In Ireland, pregnant women are not routinely screened for subclinical hypothyroidism (SCH).

Our objective was to compare the intelligence quotient (IQ) of children whose mothers had been diagnosed with SCH prenatally with matched controls using a case–control retrospective study.

Materials and Methods
In a previous study from our group, 1000 healthy nulliparous women were screened anonymously for SCH. This was a laboratory diagnosis involving elevated TSH with normal fT4 or normal TSH with hypothyroxinaemia. We identified 23 cases who agreed to participate. These were matched with 47 controls. All children underwent neurodevelopmental assessment at age 7–8. Wechsler Intelligence Scale for Children IV assessment scores were used to compare the groups. Our main outcome measure was to identify whether there was a difference in IQ between the groups.

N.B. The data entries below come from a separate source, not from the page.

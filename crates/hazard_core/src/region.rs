//! Geospatial and ecological context sampling.
//!
//! Each sample gets a synthetic observation site: coordinates, regional
//! classification flags, elevation, vegetation, and soil. Later stages read
//! this context but never modify it. Sampling order matters because the
//! regime flags gate the elevation and vegetation draws.

use serde::{Deserialize, Serialize};

use crate::rng::SampleStreams;
use crate::GenerateError;

/// Vegetation cover classes recognised by the model.
#[derive(Clone, Copy, Debug, PartialEq, Eq, Serialize, Deserialize)]
#[serde(rename_all = "snake_case")]
pub enum Vegetation {
    Forest,
    Grassland,
    Shrubland,
    Urban,
    Cropland,
    Wetland,
}

impl Vegetation {
    pub fn as_str(self) -> &'static str {
        match self {
            Self::Forest => "forest",
            Self::Grassland => "grassland",
            Self::Shrubland => "shrubland",
            Self::Urban => "urban",
            Self::Cropland => "cropland",
            Self::Wetland => "wetland",
        }
    }
}

/// Soil texture classes, correlated with vegetation cover.
#[derive(Clone, Copy, Debug, PartialEq, Eq, Serialize, Deserialize)]
#[serde(rename_all = "snake_case")]
pub enum SoilType {
    Clay,
    Silt,
    Sand,
    Loam,
}

impl SoilType {
    pub fn as_str(self) -> &'static str {
        match self {
            Self::Clay => "clay",
            Self::Silt => "silt",
            Self::Sand => "sand",
            Self::Loam => "loam",
        }
    }
}

const ALL_SOILS: [SoilType; 4] = [SoilType::Clay, SoilType::Silt, SoilType::Sand, SoilType::Loam];

/// Fixed site attributes for one synthetic observation.
#[derive(Clone, Debug, Serialize, Deserialize)]
pub struct RegionContext {
    pub latitude: f64,
    pub longitude: f64,
    pub is_coastal: bool,
    pub is_arid: bool,
    pub is_urban: bool,
    pub elevation_m: f64,
    pub cool_current: bool,
    pub vegetation: Vegetation,
    pub soil_type: SoilType,
}

impl RegionContext {
    /// Sample a fresh site context from the random streams.
    pub fn sample(streams: &mut SampleStreams) -> Result<Self, GenerateError> {
        let latitude = streams.uniform(-90.0, 90.0);
        let longitude = streams.uniform(-180.0, 180.0);

        let is_coastal = latitude.abs() < 45.0 && streams.chance(0.7);
        let is_arid = latitude.abs() > 30.0 && streams.chance(0.4);
        let is_urban = streams.chance(0.2);

        let elevation_m = if is_coastal {
            streams.gamma(1.5, 200.0)?
        } else if is_arid {
            streams.uniform(500.0, 3000.0)
        } else {
            streams.gamma(2.0, 400.0)?
        };

        let cool_current = cool_current_band(longitude);

        let vegetation = if is_urban {
            Vegetation::Urban
        } else if is_coastal {
            streams.pick(&[Vegetation::Wetland, Vegetation::Forest, Vegetation::Grassland])
        } else if is_arid {
            streams.pick(&[Vegetation::Shrubland, Vegetation::Grassland])
        } else {
            streams.pick(&[
                Vegetation::Forest,
                Vegetation::Grassland,
                Vegetation::Shrubland,
                Vegetation::Cropland,
                Vegetation::Wetland,
            ])
        };

        let soil_type = match vegetation {
            Vegetation::Wetland => SoilType::Clay,
            Vegetation::Forest => streams.pick(&[SoilType::Loam, SoilType::Silt]),
            _ => streams.pick(&ALL_SOILS),
        };

        Ok(Self {
            latitude,
            longitude,
            is_coastal,
            is_arid,
            is_urban,
            elevation_m,
            cool_current,
            vegetation,
            soil_type,
        })
    }
}

/// Longitude bands where a cool ocean current suppresses temperature.
///
/// Two disjoint bands: the American west coasts and the Benguela/Canary
/// stretch off Africa and Europe.
fn cool_current_band(longitude: f64) -> bool {
    (longitude > -150.0 && longitude < -70.0) || (longitude > 5.0 && longitude < 20.0)
}

#[cfg(test)]
mod tests {
    use super::*;
    use crate::rng::SampleStreams;

    #[test]
    fn cool_current_matches_bands() {
        assert!(cool_current_band(-100.0));
        assert!(cool_current_band(10.0));
        assert!(!cool_current_band(-150.0));
        assert!(!cool_current_band(-60.0));
        assert!(!cool_current_band(0.0));
        assert!(!cool_current_band(40.0));
    }

    #[test]
    fn urban_flag_and_vegetation_agree() {
        let mut streams = SampleStreams::from_seed(11);
        for _ in 0..256 {
            let region = RegionContext::sample(&mut streams).unwrap();
            assert_eq!(region.is_urban, region.vegetation == Vegetation::Urban);
        }
    }

    #[test]
    fn soil_correlates_with_vegetation() {
        let mut streams = SampleStreams::from_seed(12);
        for _ in 0..256 {
            let region = RegionContext::sample(&mut streams).unwrap();
            match region.vegetation {
                Vegetation::Wetland => assert_eq!(region.soil_type, SoilType::Clay),
                Vegetation::Forest => assert!(matches!(
                    region.soil_type,
                    SoilType::Loam | SoilType::Silt
                )),
                _ => {}
            }
        }
    }

    #[test]
    fn sampled_fields_stay_in_range() {
        let mut streams = SampleStreams::from_seed(13);
        for _ in 0..256 {
            let region = RegionContext::sample(&mut streams).unwrap();
            assert!((-90.0..90.0).contains(&region.latitude));
            assert!((-180.0..180.0).contains(&region.longitude));
            assert!(region.elevation_m >= 0.0);
        }
    }
}
use std::collections::BTreeMap;
use std::fs::File;
use std::io::BufWriter;
use std::path::PathBuf;

use anyhow::{Context, Result};
use clap::Parser;
use hazard_core::io::csv::write_csv;
use hazard_core::{generate, GeneratorConfig, DEFAULT_SAMPLES, DEFAULT_SEED};
use tracing::info;

#[derive(Parser, Debug)]
#[command(
    name = "hazardgen",
    about = "Batch generator for synthetic disaster observation CSVs"
)]
struct Args {
    /// Number of records to generate.
    #[arg(long, default_value_t = DEFAULT_SAMPLES)]
    samples: u64,

    /// Seed for the paired random streams.
    #[arg(long, default_value_t = DEFAULT_SEED)]
    seed: u64,

    /// Output CSV file path.
    #[arg(long, default_value = "disaster_observations.csv")]
    out: PathBuf,
}

fn main() -> Result<()> {
    tracing_subscriber::fmt()
        .with_env_filter(tracing_subscriber::EnvFilter::from_default_env())
        .with_target(false)
        .init();

    let args = Args::parse();

    info!(samples = args.samples, seed = args.seed, "generating dataset");
    let config = GeneratorConfig {
        samples: args.samples,
        seed: args.seed,
    };
    let records = generate(&config)?;

    let file =
        File::create(&args.out).with_context(|| format!("failed to create {:?}", args.out))?;
    write_csv(&records, BufWriter::new(file))
        .with_context(|| format!("failed to write {:?}", args.out))?;

    let mut label_counts: BTreeMap<&'static str, u64> = BTreeMap::new();
    for record in &records {
        *label_counts.entry(record.disaster.as_str()).or_insert(0) += 1;
    }
    for (label, count) in &label_counts {
        info!(label, count, "label tally");
    }
    info!(records = records.len(), out = ?args.out, "dataset written");

    Ok(())
}

#[cfg(test)]
mod tests {
    use super::Args;
    use clap::Parser;

    #[test]
    fn defaults_match_the_documented_run() {
        let args = Args::try_parse_from(["hazardgen"]).unwrap();
        assert_eq!(args.samples, 10_000);
        assert_eq!(args.seed, 42);
        assert_eq!(args.out.to_str(), Some("disaster_observations.csv"));
    }

    #[test]
    fn rejects_negative_sample_counts_at_parse_time() {
        assert!(Args::try_parse_from(["hazardgen", "--samples", "-5"]).is_err());
    }

    #[test]
    fn accepts_explicit_overrides() {
        let args =
            Args::try_parse_from(["hazardgen", "--samples", "500", "--seed", "7", "--out", "x.csv"])
                .unwrap();
        assert_eq!(args.samples, 500);
        assert_eq!(args.seed, 7);
    }
}
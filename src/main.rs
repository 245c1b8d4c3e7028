//! Minimal binary demonstrating `bloomd-client` usage.
//!
//! Connects to a bloomd server, prints its filter listing, and exits.

mod cli;

use bloomd_client::BloomClient;
use clap::Parser;

#[tokio::main]
async fn main() {
    // Enable structured logging for examples and ad-hoc runs. Applications
    // embedding the library should install their own subscriber.
    tracing_subscriber::fmt::init();

    let cli = cli::Cli::parse();
    let client = BloomClient::builder()
        .host(cli.host)
        .port(cli.port)
        .max_connection_attempts(3)
        .build();

    match client.list(cli.prefix.as_deref()).await {
        Ok(filters) if filters.is_empty() => println!("no filters"),
        Ok(filters) => {
            for filter in filters {
                println!(
                    "{}\tprob={}\tcapacity={}\tsize={}",
                    filter.name, filter.probability, filter.capacity, filter.size
                );
            }
        }
        Err(error) => {
            eprintln!("bloomd-client: {error}");
            std::process::exit(1);
        }
    }
    client.dispose();
}
//! Build script rendering a manual page for the client binary.
//!
//! The CLI definition is included by path because a build script cannot
//! depend on the crate it builds.

use std::{fs, io::Write as _, path::PathBuf};

use clap::CommandFactory;

#[path = "src/cli.rs"]
mod cli;

fn main() -> Result<(), Box<dyn std::error::Error>> {
    println!("cargo:rerun-if-changed=src/cli.rs");

    let man_dir = PathBuf::from("target/generated-man");
    fs::create_dir_all(&man_dir)?;
    let page = man_dir.join(concat!(env!("CARGO_PKG_NAME"), ".1"));

    let mut rendered = Vec::new();
    clap_mangen::Man::new(cli::Cli::command()).render(&mut rendered)?;
    fs::File::create(page)?.write_all(&rendered)?;

    Ok(())
}
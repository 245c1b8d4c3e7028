//! Lifecycle events broadcast by the client.
//!
//! Subscribers obtain a receiver from
//! [`BloomClient::events`](crate::BloomClient::events). Events are
//! best-effort: a subscriber that falls behind the channel capacity observes
//! a lag, not client backpressure.

/// Lifecycle signals emitted by the transport engine.
#[derive(Clone, Debug, PartialEq, Eq)]
pub enum ClientEvent {
    /// The socket connected. The offline queue may still be draining.
    Connected,
    /// The socket was lost; the client is buffering and will reconnect.
    Disconnected,
    /// The offline queue was fully flushed after a connect.
    Drain,
    /// The client gave up reconnecting or crossed the internal-error
    /// ceiling. Emitted exactly once per transition.
    Unavailable,
    /// A transport-level error, with its message.
    Error(String),
}

/// Capacity of the broadcast channel behind [`ClientEvent`] delivery.
pub(crate) const EVENT_CAPACITY: usize = 64;
//! Filter metadata records produced by `list` and `info` responses.

use std::collections::BTreeMap;

use crate::error::BloomError;

/// Metadata describing one filter on the server.
///
/// `list` responses populate the first five fields; `info` responses
/// additionally carry the operation counters. Keys the schema does not know
/// are kept verbatim in [`extra`](Self::extra).
#[derive(Clone, Debug, Default, PartialEq)]
pub struct FilterInfo {
    /// Filter name.
    pub name: String,
    /// Target false-positive probability.
    pub probability: f64,
    /// Storage consumed, in bytes.
    pub storage: u64,
    /// Configured capacity.
    pub capacity: u64,
    /// Number of items stored.
    pub size: u64,
    /// Total check operations.
    pub checks: u64,
    /// Check operations that found the key.
    pub check_hits: u64,
    /// Check operations that missed.
    pub check_misses: u64,
    /// Total set operations.
    pub sets: u64,
    /// Set operations that inserted a new key.
    pub set_hits: u64,
    /// Set operations on an already-present key.
    pub set_misses: u64,
    /// Pages faulted in from cold storage.
    pub page_ins: u64,
    /// Pages evicted to cold storage.
    pub page_outs: u64,
    /// Info keys outside the schema, verbatim.
    pub extra: BTreeMap<String, String>,
}

fn field<T: std::str::FromStr>(token: Option<&str>, line: &str) -> Result<T, BloomError> {
    token
        .and_then(|t| t.parse().ok())
        .ok_or_else(|| BloomError::Decode(line.to_string()))
}

impl FilterInfo {
    /// Parse one `list` row: `name probability storage capacity size`.
    pub(crate) fn from_list_row(line: &str) -> Result<Self, BloomError> {
        let mut parts = line.split_whitespace();
        let name = parts
            .next()
            .ok_or_else(|| BloomError::Decode(line.to_string()))?
            .to_string();
        let info = Self {
            name,
            probability: field(parts.next(), line)?,
            storage: field(parts.next(), line)?,
            capacity: field(parts.next(), line)?,
            size: field(parts.next(), line)?,
            ..Self::default()
        };
        if parts.next().is_some() {
            return Err(BloomError::Decode(line.to_string()));
        }
        Ok(info)
    }

    /// Build a record from `info` block lines of the form
    /// `snake_case_key value`. The filter name comes from the request; the
    /// block itself does not repeat it.
    pub(crate) fn from_info_block(name: &str, lines: &[String]) -> Result<Self, BloomError> {
        let mut info = Self {
            name: name.to_string(),
            ..Self::default()
        };
        for line in lines {
            let (key, value) = line
                .split_once(' ')
                .ok_or_else(|| BloomError::Decode(line.clone()))?;
            match key {
                "probability" => info.probability = field(Some(value), line)?,
                "storage" => info.storage = field(Some(value), line)?,
                "capacity" => info.capacity = field(Some(value), line)?,
                "size" => info.size = field(Some(value), line)?,
                "checks" => info.checks = field(Some(value), line)?,
                "check_hits" => info.check_hits = field(Some(value), line)?,
                "check_misses" => info.check_misses = field(Some(value), line)?,
                "sets" => info.sets = field(Some(value), line)?,
                "set_hits" => info.set_hits = field(Some(value), line)?,
                "set_misses" => info.set_misses = field(Some(value), line)?,
                "page_ins" => info.page_ins = field(Some(value), line)?,
                "page_outs" => info.page_outs = field(Some(value), line)?,
                _ => {
                    info.extra.insert(key.to_string(), value.to_string());
                }
            }
        }
        Ok(info)
    }
}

From the cohort of cases, 23 mothers agreed to the assessment of their children as well as 47 controls. The children in the control group had higher mean scores than those in the case group across Verbal Comprehension Intelligence, Perceptual Reasoning Intelligence, Working Memory Intelligence, Processing Speed Intelligence and Full Scale IQ. Mann–Whitney U‐test confirmed a significant difference in IQ between the cases (composite score 103.87) and the controls (composite score 109.11) with a 95% confidence interval (0.144, 10.330).

Our results highlight significant differences in IQ of children of mothers who had unrecognised SCH during pregnancy. While our study size and design prevents us from making statements on causation, our data suggest significant potential public health implications for routine prenatal screening.